* [ASSIGNED TASK]
Lines below that include "payload" are the answer; copy each one.

** GIVEN ENTRIES follows **

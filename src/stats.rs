//! Per-adapter frame and byte counters.
//!
//! Updated lock-free by the translation engine, read externally as a
//! snapshot. "tx" counts frames the host stack sent toward user-mode,
//! "rx" counts frames user-mode injected toward the host stack.

use std::sync::atomic::{AtomicU64, Ordering};

use crate::frame::FrameClass;

#[derive(Debug, Default)]
pub struct AdapterStats {
    tx_directed_frames: AtomicU64,
    tx_broadcast_frames: AtomicU64,
    tx_multicast_frames: AtomicU64,
    tx_bytes: AtomicU64,
    tx_dropped: AtomicU64,

    rx_directed_frames: AtomicU64,
    rx_broadcast_frames: AtomicU64,
    rx_multicast_frames: AtomicU64,
    rx_bytes: AtomicU64,
    rx_dropped: AtomicU64,
}

impl AdapterStats {
    pub fn new() -> Self {
        Self::default()
    }

    pub fn record_tx(&self, class: FrameClass, len: usize) {
        match class {
            FrameClass::Directed => &self.tx_directed_frames,
            FrameClass::Broadcast => &self.tx_broadcast_frames,
            FrameClass::Multicast => &self.tx_multicast_frames,
        }
        .fetch_add(1, Ordering::Relaxed);
        self.tx_bytes.fetch_add(len as u64, Ordering::Relaxed);
    }

    pub fn record_tx_drop(&self) {
        self.tx_dropped.fetch_add(1, Ordering::Relaxed);
    }

    pub fn record_rx(&self, class: FrameClass, len: usize) {
        match class {
            FrameClass::Directed => &self.rx_directed_frames,
            FrameClass::Broadcast => &self.rx_broadcast_frames,
            FrameClass::Multicast => &self.rx_multicast_frames,
        }
        .fetch_add(1, Ordering::Relaxed);
        self.rx_bytes.fetch_add(len as u64, Ordering::Relaxed);
    }

    pub fn record_rx_drop(&self) {
        self.rx_dropped.fetch_add(1, Ordering::Relaxed);
    }

    pub fn snapshot(&self) -> StatsSnapshot {
        StatsSnapshot {
            tx_directed_frames: self.tx_directed_frames.load(Ordering::Relaxed),
            tx_broadcast_frames: self.tx_broadcast_frames.load(Ordering::Relaxed),
            tx_multicast_frames: self.tx_multicast_frames.load(Ordering::Relaxed),
            tx_bytes: self.tx_bytes.load(Ordering::Relaxed),
            tx_dropped: self.tx_dropped.load(Ordering::Relaxed),
            rx_directed_frames: self.rx_directed_frames.load(Ordering::Relaxed),
            rx_broadcast_frames: self.rx_broadcast_frames.load(Ordering::Relaxed),
            rx_multicast_frames: self.rx_multicast_frames.load(Ordering::Relaxed),
            rx_bytes: self.rx_bytes.load(Ordering::Relaxed),
            rx_dropped: self.rx_dropped.load(Ordering::Relaxed),
        }
    }
}

/// Point-in-time copy of the counters.
#[derive(Debug, Clone, Copy, Default, PartialEq, Eq)]
pub struct StatsSnapshot {
    pub tx_directed_frames: u64,
    pub tx_broadcast_frames: u64,
    pub tx_multicast_frames: u64,
    pub tx_bytes: u64,
    pub tx_dropped: u64,
    pub rx_directed_frames: u64,
    pub rx_broadcast_frames: u64,
    pub rx_multicast_frames: u64,
    pub rx_bytes: u64,
    pub rx_dropped: u64,
}

impl StatsSnapshot {
    pub fn tx_frames(&self) -> u64 {
        self.tx_directed_frames + self.tx_broadcast_frames + self.tx_multicast_frames
    }

    pub fn rx_frames(&self) -> u64 {
        self.rx_directed_frames + self.rx_broadcast_frames + self.rx_multicast_frames
    }
}
//! Virtual TAP/TUN Ethernet adapter engine.
//!
//! The kernel-side half of a userspace VPN stack, as a library: each
//! [`TapAdapter`] looks like a network interface to the host stack on one
//! side and like a character device to a user-mode consumer on the other.
//! Frames the host sends are queued for user-mode reads; frames user-mode
//! writes are indicated to the host as received traffic.
//!
//! Two operating modes per adapter:
//!
//! * **TAP** — user-mode exchanges complete Ethernet frames. 802.1Q tags
//!   are stripped on injection and reported out of band; the packet filter
//!   and multicast list gate what reaches the host.
//! * **TUN** — user-mode exchanges bare IP packets. The engine synthesizes
//!   Ethernet headers from precomputed templates, picked by the packet's IP
//!   version nibble.
//!
//! ```no_run
//! use std::sync::Arc;
//! use vtap::{AdapterConfig, NullSink, TapDevice, TapDriver};
//!
//! # fn main() -> vtap::TapResult<()> {
//! let driver = TapDriver::new();
//! let adapter = driver.create_adapter(AdapterConfig::default(), Arc::new(NullSink))?;
//! let device = TapDevice::open(&adapter)?;
//! adapter.restart()?;
//!
//! let frame = device.read_blocking()?;
//! println!("outbound frame: {} bytes", frame.len());
//! # Ok(())
//! # }
//! ```

pub mod adapter;
pub mod config;
pub mod constants;
pub mod device;
pub mod driver;
pub mod error;
pub mod filter;
pub mod frame;
pub mod packet_queue;
pub mod pending;
pub mod rxpath;
pub mod state;
pub mod stats;
pub mod txpath;

pub use adapter::{TapAdapter, TunConfig};
pub use config::AdapterConfig;
pub use device::{ControlResponse, DeviceControl, ReadOutcome, TapDevice};
pub use driver::TapDriver;
pub use error::{TapError, TapResult};
pub use frame::{FrameClass, MacAddr, ScatterFrame, VlanTag};
pub use pending::{ReadTicket, WriteTicket};
pub use rxpath::{NullSink, ReceiveSink, RxIndication, WriteOutcome};
pub use state::{AdapterState, Admission};
pub use stats::StatsSnapshot;
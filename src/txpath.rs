//! Host-stack send path: frames travelling toward user-mode.
//!
//! A send hands the engine a batch of scattered frames whose backing buffers
//! the caller reclaims as soon as the call returns, so every accepted frame
//! is flattened into an owned copy before queueing. The path never blocks:
//! it validates, copies, enqueues and pairs queued frames with any reads
//! already waiting.

use tracing::trace;

use crate::adapter::TapAdapter;
use crate::constants::{ETHERNET_HEADER_SIZE, IP_HEADER_SIZE, VLAN_TAG_SIZE};
use crate::error::{TapError, TapResult};
use crate::frame::{FrameClass, QueuedFrame, ScatterFrame};

/// Smallest frame the send path accepts: an Ethernet header plus a minimal
/// IP header.
pub const MIN_SEND_FRAME: usize = ETHERNET_HEADER_SIZE + IP_HEADER_SIZE;

impl TapAdapter {
    /// Accept a batch of outbound frames from the host stack.
    ///
    /// The batch succeeds or fails as a unit: a single malformed frame
    /// rejects every frame in it, and nothing is queued. When the data path
    /// is not admitting (or no device handle is open) the frames are
    /// silently discarded and the call still reports success; a virtual wire
    /// with nobody listening behaves like a real wire with no cable plugged
    /// in, and the host stack keeps its interface up.
    pub fn transmit(&self, batch: &[ScatterFrame]) -> TapResult<()> {
        // Admission and queueing share the control lock so a halt or reset
        // that flushes the queue cannot interleave with an admitted batch
        // still being pushed.
        let inner = self.inner.lock();
        if !Self::admit_locked(&inner).is_ready() || !self.is_device_open() {
            drop(inner);
            for _ in batch {
                self.stats.record_tx_drop();
            }
            trace!(frames = batch.len(), "send path closed, discarding batch");
            return Ok(());
        }

        let max_len = ETHERNET_HEADER_SIZE + VLAN_TAG_SIZE + inner.mtu;

        // Validation pass first. No frame is queued until every frame in
        // the batch has been checked.
        for frame in batch {
            let len = frame.len();
            if len < MIN_SEND_FRAME {
                return Err(TapError::FrameTooShort {
                    len,
                    min: MIN_SEND_FRAME,
                });
            }
            if len > max_len {
                return Err(TapError::FrameTooLarge { len, max: max_len });
            }
        }

        let tun = inner.tun.is_some();

        for frame in batch {
            // dst_mac cannot fail: the validation pass guaranteed at least
            // a full Ethernet header.
            let Some(dst) = frame.dst_mac() else {
                debug_assert!(false, "validated frame shorter than a MAC address");
                continue;
            };
            let class = FrameClass::of(&dst);
            let data = frame.flatten();
            let len = data.len();

            let payload = if tun {
                // User-mode sees bare IP packets in TUN mode; only IP
                // traffic crosses, everything else stops at the adapter.
                let ethertype = u16::from_be_bytes([data[12], data[13]]);
                if ethertype != crate::constants::ETHERTYPE_IPV4
                    && ethertype != crate::constants::ETHERTYPE_IPV6
                {
                    self.stats.record_tx_drop();
                    continue;
                }
                data[ETHERNET_HEADER_SIZE..].to_vec()
            } else {
                data
            };

            if self.packet_queue.push(QueuedFrame::new(payload, class)) {
                self.stats.record_tx(class, len);
            } else {
                self.stats.record_tx_drop();
            }
        }
        drop(inner);

        self.service_waiting_readers();
        Ok(())
    }

    /// Pair queued frames with reads parked in the pending queue, oldest
    /// first. Safe to call from any context; each pairing removes both the
    /// read and the frame, so concurrent callers cannot double-complete.
    pub(crate) fn service_waiting_readers(&self) {
        loop {
            let Some(read) = self.pending.pop_read() else {
                return;
            };
            match self.packet_queue.pop() {
                Some(frame) => read.complete_read(frame.data),
                None => {
                    // Nothing left to deliver; park the read again at the
                    // head so it stays the oldest. A transmit may have
                    // pushed a frame while the read was out of the queue
                    // and found nothing to wake, so re-check before
                    // stopping.
                    self.pending.requeue_front(read);
                    if self.packet_queue.is_empty() {
                        return;
                    }
                }
            }
        }
    }
}
/// Control-path state, guarded by the adapter control lock.
pub(crate) struct AdapterInner {
    pub(crate) state: StateMachine,
    pub(crate) current_address: MacAddr,
    pub(crate) mtu: usize,
    pub(crate) media_connected: bool,
    pub(crate) media_always_connected: bool,
    pub(crate) low_power: bool,
    pub(crate) reset_in_progress: bool,
    pub(crate) packet_filter: u32,
    pub(crate) multicast_list: Vec<MacAddr>,
    pub(crate) tun: Option<TunConfig>,
}

/// One virtual network adapter instance.
pub struct TapAdapter {
    instance_id: String,
    permanent_address: MacAddr,
    allow_non_admin: bool,

    pub(crate) inner: Mutex<AdapterInner>,
    pub(crate) packet_queue: PacketQueue,
    pub(crate) pending: PendingQueue,
    pub(crate) stats: AdapterStats,
    pub(crate) sink: Arc<dyn ReceiveSink>,

    /// Buffers currently lent to the host stack and not yet returned.
    in_flight: AtomicU64,
    drain_lock: Mutex<()>,
    drained: Condvar,

    open_handles: AtomicUsize,
    next_handle_id: AtomicU64,
    next_request_id: AtomicU64,
    next_indication_id: AtomicU64,
}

** End of GIVEN ENTRIES **

* [WRITTEN REPLY]
            let payload = if tun {
            if self.packet_queue.push(QueuedFrame::new(payload, class)) {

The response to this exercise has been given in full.